> **TASK REQUIREMENTS**: What you need to produce from the material below is an exact transcription of the lines from the one with "#[derive(Debug)]" through the one with "records.remove(&file_id);", both included, and no other line.

> **DATA SHOWN**:
impl FileId {
    /// Fresh random id (UUID v4)
    pub fn generate() -> Self {
        Self(uuid::Uuid::new_v4().to_string())
    }

    pub fn parse(value: &str) -> Result<Self> {
        let valid = !value.is_empty()
            && value.len() <= MAX_FILE_ID_LEN
            && value.bytes().all(|b| b.is_ascii_alphanumeric() || b == b'-');
        if valid {
            Ok(Self(value.to_string()))
        } else {
            Err(EngineError::InvalidFileId(value.to_string()))
        }
    }

    pub fn as_str(&self) -> &str {
        &self.0
    }
}

impl fmt::Display for FileId {
    fn fmt(&self, f: &mut fmt::Formatter<'_>) -> fmt::Result {
        f.write_str(&self.0)
    }
}

impl FromStr for FileId {
    type Err = EngineError;

    fn from_str(s: &str) -> Result<Self> {
        Self::parse(s)
    }
}

impl TryFrom<String> for FileId {
    type Error = EngineError;

    fn try_from(value: String) -> Result<Self> {
        Self::parse(&value)
    }
}

impl From<FileId> for String {
    fn from(id: FileId) -> Self {
        id.0
    }
}

/// Metadata of one stored file
#[derive(Debug, Clone, PartialEq, Serialize, Deserialize)]
pub struct FileRecord {
    pub file_path: PathBuf,
    pub original_filename: String,
    pub stored_filename: String,
    /// Seconds since the unix epoch
    pub upload_time: u64,
    pub size_bytes: u64,
    /// `None` until mesh export has run for this file
    #[serde(default, skip_serializing_if = "Option::is_none")]
    pub skipped_ids: Option<SkipSet>,
    #[serde(default, skip_serializing_if = "Option::is_none")]
    pub mesh_map: Option<ExpressIdMap>,
}

/// Reject anything that is not a non-empty `.ifc` upload
pub fn validate_upload(original_filename: &str, content: &[u8]) -> Result<()> {
    if original_filename.trim().is_empty() {
        return Err(EngineError::InvalidUpload("No filename provided".to_string()));
    }
    if !original_filename.to_ascii_lowercase().ends_with(".ifc") {
        return Err(EngineError::InvalidUpload(
            "Only IFC files are supported".to_string(),
        ));
    }
    if content.is_empty() {
        return Err(EngineError::InvalidUpload("Empty file uploaded".to_string()));
    }
    Ok(())
}

/// File store shared by all engine operations.
#[derive(Debug)]
pub struct FileStore {
    uploads_dir: PathBuf,
    metadata_file: PathBuf,
    records: RwLock<BTreeMap<FileId, FileRecord>>,
}

impl FileStore {
    /// Open (or create) a store, loading existing metadata.
    pub fn open(uploads_dir: impl Into<PathBuf>, metadata_file: impl Into<PathBuf>) -> Result<Self> {
        let uploads_dir = uploads_dir.into();
        let metadata_file = metadata_file.into();
        std::fs::create_dir_all(&uploads_dir)?;

        let records = load_metadata(&metadata_file);
        tracing::debug!(
            uploads_dir = %uploads_dir.display(),
            files = records.len(),
            "Opened file store"
        );

        Ok(Self {
            uploads_dir,
            metadata_file,
            records: RwLock::new(records),
        })
    }

    pub fn uploads_dir(&self) -> &Path {
        &self.uploads_dir
    }

    /// Validate and store an upload, returning its new id.
    pub fn save_file(&self, content: &[u8], original_filename: &str) -> Result<FileId> {
        validate_upload(original_filename, content)?;

        let file_id = FileId::generate();
        let stored_filename = format!("{}.{}", file_id, MODEL_EXTENSION);
        let file_path = self.uploads_dir.join(&stored_filename);
        std::fs::write(&file_path, content)?;

        let record = FileRecord {
            file_path: file_path.clone(),
            original_filename: original_filename.to_string(),
            stored_filename,
            upload_time: unix_now(),
            size_bytes: content.len() as u64,
            skipped_ids: None,
            mesh_map: None,
        };

        let mut records = self.write();
        records.insert(file_id.clone(), record);
        if let Err(e) = self.persist(&records) {
            records.remove(&file_id);
            if let Err(cleanup) = remove_if_exists(&file_path) {
                tracing::warn!(
                    error = %cleanup,
                    path = %file_path.display(),
                    "Failed to remove unrecorded upload"
                );
            }
            return Err(e);
        }
        drop(records);

        tracing::info!(
            file_id = %file_id,
            filename = %original_filename,
            size = content.len(),
            "Stored upload"
        );
        Ok(file_id)
    }

    /// Path of the stored model, `None` when unknown or deleted from disk
    pub fn file_path(&self, file_id: &FileId) -> Option<PathBuf> {
        let records = self.read();
        let path = &records.get(file_id)?.file_path;
        path.exists().then(|| path.clone())
    }

    pub fn original_filename(&self, file_id: &FileId) -> Option<String> {
        self.read()
            .get(file_id)
            .map(|record| record.original_filename.clone())
    }

    pub fn record(&self, file_id: &FileId) -> Option<FileRecord> {
        self.read().get(file_id).cloned()
    }

    pub fn contains(&self, file_id: &FileId) -> bool {
        self.read().contains_key(file_id)
    }

    /// All records ordered by file id
    pub fn list(&self) -> Vec<(FileId, FileRecord)> {
        self.read()
            .iter()
            .map(|(id, record)| (id.clone(), record.clone()))
            .collect()
    }

    /// Where the mesh export for a file is written
    pub fn mesh_path(&self, file_id: &FileId) -> PathBuf {
        self.uploads_dir
            .join(format!("{}.{}", file_id, MESH_EXTENSION))
    }

    /// Read-modify-write of one record under the store lock, then persist.
    ///
    /// The change only becomes visible once the metadata file is written.
    pub fn update<T>(&self, file_id: &FileId, f: impl FnOnce(&mut FileRecord) -> T) -> Result<T> {
        let mut records = self.write();
        let mut record = records
            .get(file_id)
            .cloned()
            .ok_or_else(|| EngineError::NotFound(file_id.to_string()))?;
        let value = f(&mut record);

        let previous = records.insert(file_id.clone(), record);
        if let Err(e) = self.persist(&records) {
            if let Some(previous) = previous {
                records.insert(file_id.clone(), previous);
            }
            return Err(e);
        }
        Ok(value)
    }

    /// Remove a file, its mesh export and its record.
    pub fn delete_file(&self, file_id: &FileId) -> Result<()> {
        let mut records = self.write();
        let record = records
            .remove(file_id)
            .ok_or_else(|| EngineError::NotFound(file_id.to_string()))?;
        if let Err(e) = self.persist(&records) {
            records.insert(file_id.clone(), record);
            return Err(e);
        }
        drop(records);

        remove_if_exists(&record.file_path)?;
        remove_if_exists(&self.mesh_path(file_id))?;

        tracing::info!(file_id = %file_id, "Deleted file");
        Ok(())
    }

    /// Delete every stored artefact (models, mesh exports, JSON files
    /// including the metadata file) and forget all records.
    ///
    /// Returns the number of files removed.
    pub fn purge_all(&self) -> Result<usize> {
        let mut records = self.write();
        let mut removed = 0;

        for entry in std::fs::read_dir(&self.uploads_dir)? {
            let path = entry?.path();
            let artefact = path
                .extension()
                .and_then(|ext| ext.to_str())
                .is_some_and(|ext| matches!(ext, MODEL_EXTENSION | MESH_EXTENSION | "json"));
            if artefact && path.is_file() {
                match std::fs::remove_file(&path) {
                    Ok(()) => removed += 1,
                    Err(e) => tracing::warn!(
                        error = %e,
                        path = %path.display(),
                        "Failed to remove stored file"
                    ),
                }
            }
        }
        if self.metadata_file.exists() {
            remove_if_exists(&self.metadata_file)?;
            removed += 1;
        }

        records.clear();
        tracing::info!(removed, "Purged file store");
        Ok(removed)
    }

    fn persist(&self, records: &BTreeMap<FileId, FileRecord>) -> Result<()> {
        let data = serde_json::to_vec_pretty(records)?;
        let tmp = self.metadata_file.with_extension("json.tmp");
        std::fs::write(&tmp, data)?;
        std::fs::rename(&tmp, &self.metadata_file)?;
        Ok(())
    }

    fn read(&self) -> RwLockReadGuard<'_, BTreeMap<FileId, FileRecord>> {
        self.records.read().unwrap_or_else(|poisoned| poisoned.into_inner())
    }

    fn write(&self) -> RwLockWriteGuard<'_, BTreeMap<FileId, FileRecord>> {
        self.records.write().unwrap_or_else(|poisoned| poisoned.into_inner())
    }
}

> **ANSWER FOR THE TASK**:
#[derive(Debug)]
pub struct FileStore {
    uploads_dir: PathBuf,
    metadata_file: PathBuf,
    records: RwLock<BTreeMap<FileId, FileRecord>>,
}

impl FileStore {
    /// Open (or create) a store, loading existing metadata.
    pub fn open(uploads_dir: impl Into<PathBuf>, metadata_file: impl Into<PathBuf>) -> Result<Self> {
        let uploads_dir = uploads_dir.into();
        let metadata_file = metadata_file.into();
        std::fs::create_dir_all(&uploads_dir)?;

        let records = load_metadata(&metadata_file);
        tracing::debug!(
            uploads_dir = %uploads_dir.display(),
            files = records.len(),
            "Opened file store"
        );

        Ok(Self {
            uploads_dir,
            metadata_file,
            records: RwLock::new(records),
        })
    }

    pub fn uploads_dir(&self) -> &Path {
        &self.uploads_dir
    }

    /// Validate and store an upload, returning its new id.
    pub fn save_file(&self, content: &[u8], original_filename: &str) -> Result<FileId> {
        validate_upload(original_filename, content)?;

        let file_id = FileId::generate();
        let stored_filename = format!("{}.{}", file_id, MODEL_EXTENSION);
        let file_path = self.uploads_dir.join(&stored_filename);
        std::fs::write(&file_path, content)?;

        let record = FileRecord {
            file_path: file_path.clone(),
            original_filename: original_filename.to_string(),
            stored_filename,
            upload_time: unix_now(),
            size_bytes: content.len() as u64,
            skipped_ids: None,
            mesh_map: None,
        };

        let mut records = self.write();
        records.insert(file_id.clone(), record);
        if let Err(e) = self.persist(&records) {
            records.remove(&file_id);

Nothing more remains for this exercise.